▸ **WORK INSTRUCTIONS**: The data should be duplicated exactly, with every word kept as it is.

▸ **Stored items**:

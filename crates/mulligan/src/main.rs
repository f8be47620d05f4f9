//! Mulligan CLI - bounded retry demonstrations
//!
//! This is the main entry point for the mulligan command-line interface.

mod cli;
mod commands;
mod output;

use anyhow::Result;
use clap::Parser;
use tracing_subscriber::{fmt, prelude::*, EnvFilter};

use cli::{Cli, Commands};

#[tokio::main]
async fn main() -> Result<()> {
    // Parse CLI args
    let cli = Cli::parse();

    // Initialize tracing
    init_tracing(cli.verbose, cli.quiet);

    // Run command
    match cli.command {
        Commands::Sample(args) => commands::sample::run(args, cli.attempts).await,
        Commands::Flaky(args) => commands::flaky::run(args, cli.attempts).await,
    }
}

/// Initialize tracing with appropriate verbosity
fn init_tracing(verbose: u8, quiet: bool) {
    let filter = if quiet {
        EnvFilter::new("error")
    } else {
        match verbose {
            0 => EnvFilter::new("info"),
            1 => EnvFilter::new("debug"),
            _ => EnvFilter::new("trace"),
        }
    };

    tracing_subscriber::registry()
        .with(fmt::layer().with_target(false))
        .with(filter)
        .init();
}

▸ **TASK RESULT**:
filename crates/mulligan/src/main.rs
repository f8be47620d05f4f9
//! Mulligan CLI - bounded retry demonstrations
//!
//! This is the main entry point for the mulligan command-line interface.

mod cli;
mod commands;
mod output;

use anyhow::Result;
use clap::Parser;
use tracing_subscriber::{fmt, prelude::*, EnvFilter};

use cli::{Cli, Commands};

#[tokio::main]
async fn main() -> Result<()> {
    // Parse CLI args
    let cli = Cli::parse();

    // Initialize tracing
    init_tracing(cli.verbose, cli.quiet);

    // Run command
    match cli.command {
        Commands::Sample(args) => commands::sample::run(args, cli.attempts).await,
        Commands::Flaky(args) => commands::flaky::run(args, cli.attempts).await,
    }
}

/// Initialize tracing with appropriate verbosity
fn init_tracing(verbose: u8, quiet: bool) {
    let filter = if quiet {
        EnvFilter::new("error")
    } else {
        match verbose {
            0 => EnvFilter::new("info"),
            1 => EnvFilter::new("debug"),
            _ => EnvFilter::new("trace"),
        }
    };

    tracing_subscriber::registry()
        .with(fmt::layer().with_target(false))
        .with(filter)
        .init();
}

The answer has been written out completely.